• EXERCISE REQUIREMENTS
The lines of the records that include "github" should all be copied.

• DATA TO EXAMINE
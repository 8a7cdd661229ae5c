// Public API
pub mod cli;
pub mod commands;
pub mod ui;

// Core domain types
pub mod actions;
pub mod agent;
pub mod deploy;
pub mod git;
pub mod keys;
pub mod known_hosts;
pub mod ssh_config;
pub mod state;

mod config;
mod job;
mod util;

// Re-export main types
pub use agent::{CredentialAgent, ProcessRunner, SshAgent};
pub use config::Config;
pub use deploy::{cleanup_deploy_keys, config_deploy_keys, CleanupReport};
pub use git::{Git2ConfigStore, GitConfigStore};
pub use job::{Job, JobPath};
pub use keys::{AliasedDeployKey, DeployKeyMatch, PublicKey};
pub use ssh_config::{SshConfig, SshConfigBlock};
pub use state::{ReconciliationState, StateStore};
use anyhow::Result;
use tracing::debug;

use super::{cleanup, setup};
use crate::cli::KeyInputs;
use crate::job::Job;
use crate::state::IS_POST_KEY;

/// The same invocation serves as main step and post step: whichever runs
/// second in a job sees the marker left by the first.
pub fn execute(job: &Job, inputs: KeyInputs) -> Result<()> {
    let mut state = job.state_store();

    if state.load(IS_POST_KEY)?.is_some() {
        debug!("{IS_POST_KEY} present, running cleanup");
        return cleanup::execute(job);
    }

    state.save(IS_POST_KEY, "true")?;
    setup::execute(job, inputs)
}
use anyhow::{Context, Result};
use std::env;
use std::path::PathBuf;

const APP_DIR: &str = "deploy-keys";

/// Get the XDG config directory for deploy-keys
///
/// Returns `$XDG_CONFIG_HOME/deploy-keys` or `~/.config/deploy-keys` if not set
pub fn config_dir() -> Result<PathBuf> {
    let base = match env::var("XDG_CONFIG_HOME") {
        Ok(dir) => PathBuf::from(dir),
        Err(_) => home_dir()?.join(".config"),
    };

    Ok(base.join(APP_DIR))
}

/// Get the XDG state directory for deploy-keys
///
/// Returns `$XDG_STATE_HOME/deploy-keys` or `~/.local/state/deploy-keys` if not set
pub fn state_dir() -> Result<PathBuf> {
    let base = match env::var("XDG_STATE_HOME") {
        Ok(dir) => PathBuf::from(dir),
        Err(_) => home_dir()?.join(".local/state"),
    };

    Ok(base.join(APP_DIR))
}

/// Get the home directory
pub fn home_dir() -> Result<PathBuf> {
    directories::BaseDirs::new()
        .context("Failed to get home directory")
        .map(|bd| bd.home_dir().to_path_buf())
}

/// Default SSH directory: `~/.ssh`
pub fn ssh_dir() -> Result<PathBuf> {
    Ok(home_dir()?.join(".ssh"))
}
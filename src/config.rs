use anyhow::{Context, Result};
use serde::{Deserialize, Serialize};
use std::fs;
use std::path::{Path, PathBuf};

use crate::util::xdg;

const CONFIG_FILE: &str = "config.toml";

/// Optional settings from `config.toml`. Every field has a default.
#[derive(Debug, Clone, Default, PartialEq, Eq, Serialize, Deserialize)]
#[serde(deny_unknown_fields)]
pub struct Config {
    /// Where key files, the SSH config and known_hosts live (default `~/.ssh`)
    #[serde(default, skip_serializing_if = "Option::is_none")]
    pub ssh_dir: Option<String>,

    /// Directory for setup state when not running on a runner
    #[serde(default, skip_serializing_if = "Option::is_none")]
    pub state_dir: Option<String>,

    /// known_hosts lines added on every setup
    #[serde(default, skip_serializing_if = "Vec::is_empty")]
    pub known_hosts: Vec<String>,
}

impl Config {
    /// `$XDG_CONFIG_HOME/deploy-keys/config.toml`
    pub fn default_path() -> Result<PathBuf> {
        Ok(xdg::config_dir()?.join(CONFIG_FILE))
    }

    pub fn load(path: &Path) -> Result<Self> {
        if !path.exists() {
            return Ok(Self::default());
        }

        let contents = fs::read_to_string(path)
            .with_context(|| format!("Failed to read config file {:?}", path))?;
        toml::from_str(&contents).with_context(|| format!("Failed to parse config file {:?}", path))
    }

    pub fn ssh_dir(&self) -> Result<PathBuf> {
        match &self.ssh_dir {
            Some(dir) => expand_path(dir),
            None => xdg::ssh_dir(),
        }
    }

    pub fn state_dir(&self) -> Result<PathBuf> {
        match &self.state_dir {
            Some(dir) => expand_path(dir),
            None => xdg::state_dir(),
        }
    }
}

/// Expand `~` and environment variables in a configured path.
fn expand_path(path: &str) -> Result<PathBuf> {
    let expanded =
        shellexpand::full(path).with_context(|| format!("Failed to expand path {:?}", path))?;
    Ok(PathBuf::from(expanded.as_ref()))
}

#[cfg(test)]
mod tests {
    use super::*;
    use serial_test::serial;
    use std::env;
    use tempfile::TempDir;

    #[test]
    fn test_missing_file_gives_defaults() {
        let temp = TempDir::new().unwrap();
        let config = Config::load(&temp.path().join(CONFIG_FILE)).unwrap();
        assert_eq!(config, Config::default());
    }

    #[test]
    fn test_load_all_fields() {
        let temp = TempDir::new().unwrap();
        let path = temp.path().join(CONFIG_FILE);
        fs::write(
            &path,
            r#"
ssh_dir = "/srv/ssh"
state_dir = "/srv/state"
known_hosts = ["github.com ssh-ed25519 AAAA"]
"#,
        )
        .unwrap();

        let config = Config::load(&path).unwrap();
        assert_eq!(config.ssh_dir().unwrap(), PathBuf::from("/srv/ssh"));
        assert_eq!(config.state_dir().unwrap(), PathBuf::from("/srv/state"));
        assert_eq!(config.known_hosts, vec!["github.com ssh-ed25519 AAAA"]);
    }

    #[test]
    fn test_unparsable_file_is_an_error() {
        let temp = TempDir::new().unwrap();
        let path = temp.path().join(CONFIG_FILE);
        fs::write(&path, "ssh_dir = [").unwrap();
        assert!(Config::load(&path).is_err());

        fs::write(&path, "sshdir = \"/tmp\"").unwrap();
        let err = Config::load(&path).unwrap_err();
        assert!(format!("{err:#}").contains("sshdir"));
    }

    #[test]
    #[serial]
    fn test_ssh_dir_expands_variables() {
        let previous = env::var_os("DEPLOY_KEYS_TEST_DIR");
        env::set_var("DEPLOY_KEYS_TEST_DIR", "/opt/keys");

        let config = Config {
            ssh_dir: Some("$DEPLOY_KEYS_TEST_DIR/ssh".to_string()),
            ..Config::default()
        };
        assert_eq!(config.ssh_dir().unwrap(), PathBuf::from("/opt/keys/ssh"));

        match previous {
            Some(value) => env::set_var("DEPLOY_KEYS_TEST_DIR", value),
            None => env::remove_var("DEPLOY_KEYS_TEST_DIR"),
        }
    }

    #[test]
    fn test_ssh_dir_defaults_to_home() {
        let config = Config::default();
        assert!(config.ssh_dir().unwrap().ends_with(".ssh"));
    }
}
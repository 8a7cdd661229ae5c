use anyhow::Result;
use tracing::info;

use super::GitConfigStore;
use crate::keys::AliasedDeployKey;

/// The `insteadOf` rule routing one deploy key's URLs through its alias.
#[derive(Debug, Clone, PartialEq, Eq)]
pub struct UrlRewrite {
    /// URL Git substitutes in, `{user}@{mapped_host}:{repo_path}`
    pub target: String,
    /// URL spellings that get redirected to `target`
    pub originals: Vec<String>,
}

/// Config key holding the redirects for `target`.
pub fn insteadof_key(target: &str) -> String {
    format!("url.{target}.insteadOf")
}

pub fn url_rewrite(key: &AliasedDeployKey) -> UrlRewrite {
    let (user, host, path) = (key.user(), key.host(), key.repo_path());

    UrlRewrite {
        target: format!("{user}@{}:{path}", key.mapped_host),
        originals: vec![
            format!("https://{host}/{path}"),
            format!("{user}@{host}:{path}"),
            format!("ssh://{user}@{host}/{path}"),
        ],
    }
}

/// Register every original URL of `rewrite`. The first one resets any rule
/// left for the alias by an earlier run, the rest are added next to it.
pub fn apply_url_rewrite(git: &mut dyn GitConfigStore, rewrite: &UrlRewrite) -> Result<()> {
    let name = insteadof_key(&rewrite.target);
    for (index, original) in rewrite.originals.iter().enumerate() {
        info!("redirecting {original} to {}", rewrite.target);
        git.set_config(&name, original, index == 0)?;
    }
    Ok(())
}

/// Unset the whole redirect list for `target`.
pub fn remove_url_rewrite(git: &mut dyn GitConfigStore, target: &str) -> Result<()> {
    git.rm_config(&insteadof_key(target))
}

#[cfg(test)]
mod tests {
    use super::*;
    use crate::keys::{classify, compute_alias, PublicKey};

    #[derive(Default)]
    struct RecordingGit {
        calls: Vec<(String, Option<String>, bool)>,
    }

    impl GitConfigStore for RecordingGit {
        fn set_config(&mut self, name: &str, value: &str, replace: bool) -> Result<()> {
            self.calls
                .push((name.to_string(), Some(value.to_string()), replace));
            Ok(())
        }

        fn rm_config(&mut self, name: &str) -> Result<()> {
            self.calls.push((name.to_string(), None, false));
            Ok(())
        }
    }

    fn aliased(comment: &str) -> AliasedDeployKey {
        compute_alias(classify(&PublicKey::new("ssh-ed25519", "AAAA", comment)).unwrap())
    }

    #[test]
    fn test_url_rewrite_forms() {
        let key = aliased("github.com/org/repo");
        let rewrite = url_rewrite(&key);

        assert_eq!(rewrite.target, format!("git@{}:org/repo", key.mapped_host));
        assert_eq!(
            rewrite.originals,
            vec![
                "https://github.com/org/repo",
                "git@github.com:org/repo",
                "ssh://git@github.com/org/repo",
            ]
        );
    }

    #[test]
    fn test_url_rewrite_uses_comment_user() {
        let key = aliased("deploy@gh.private:team");
        let rewrite = url_rewrite(&key);

        assert!(key.deploy_key.is_org_scoped);
        assert_eq!(rewrite.target, format!("deploy@{}:team", key.mapped_host));
        assert_eq!(rewrite.originals[1], "deploy@gh.private:team");
        assert_eq!(rewrite.originals[2], "ssh://deploy@gh.private/team");
    }

    #[test]
    fn test_apply_replaces_first_then_adds() {
        let key = aliased("git@github.com:org/repo.git");
        let rewrite = url_rewrite(&key);
        let mut git = RecordingGit::default();

        apply_url_rewrite(&mut git, &rewrite).unwrap();

        let name = insteadof_key(&rewrite.target);
        assert_eq!(git.calls.len(), 3);
        assert!(git.calls.iter().all(|(n, _, _)| *n == name));
        let replace: Vec<bool> = git.calls.iter().map(|(_, _, r)| *r).collect();
        assert_eq!(replace, vec![true, false, false]);
    }

    #[test]
    fn test_remove_unsets_single_key() {
        let mut git = RecordingGit::default();
        remove_url_rewrite(&mut git, "git@repo-1.github.com:org/repo").unwrap();
        assert_eq!(
            git.calls,
            vec![(
                "url.git@repo-1.github.com:org/repo.insteadOf".to_string(),
                None,
                false
            )]
        );
    }
}
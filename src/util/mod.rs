pub mod fs;
pub mod xdg;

• RESPONSE TO THIS EXERCISE
known_hosts = ["github.com ssh-ed25519 AAAA"]
        assert_eq!(config.known_hosts, vec!["github.com ssh-ed25519 AAAA"]);
        let key = aliased("github.com/org/repo");
                "https://github.com/org/repo",
                "git@github.com:org/repo",
                "ssh://git@github.com/org/repo",
        let key = aliased("git@github.com:org/repo.git");
        remove_url_rewrite(&mut git, "git@repo-1.github.com:org/repo").unwrap();
                "url.git@repo-1.github.com:org/repo.insteadOf".to_string(),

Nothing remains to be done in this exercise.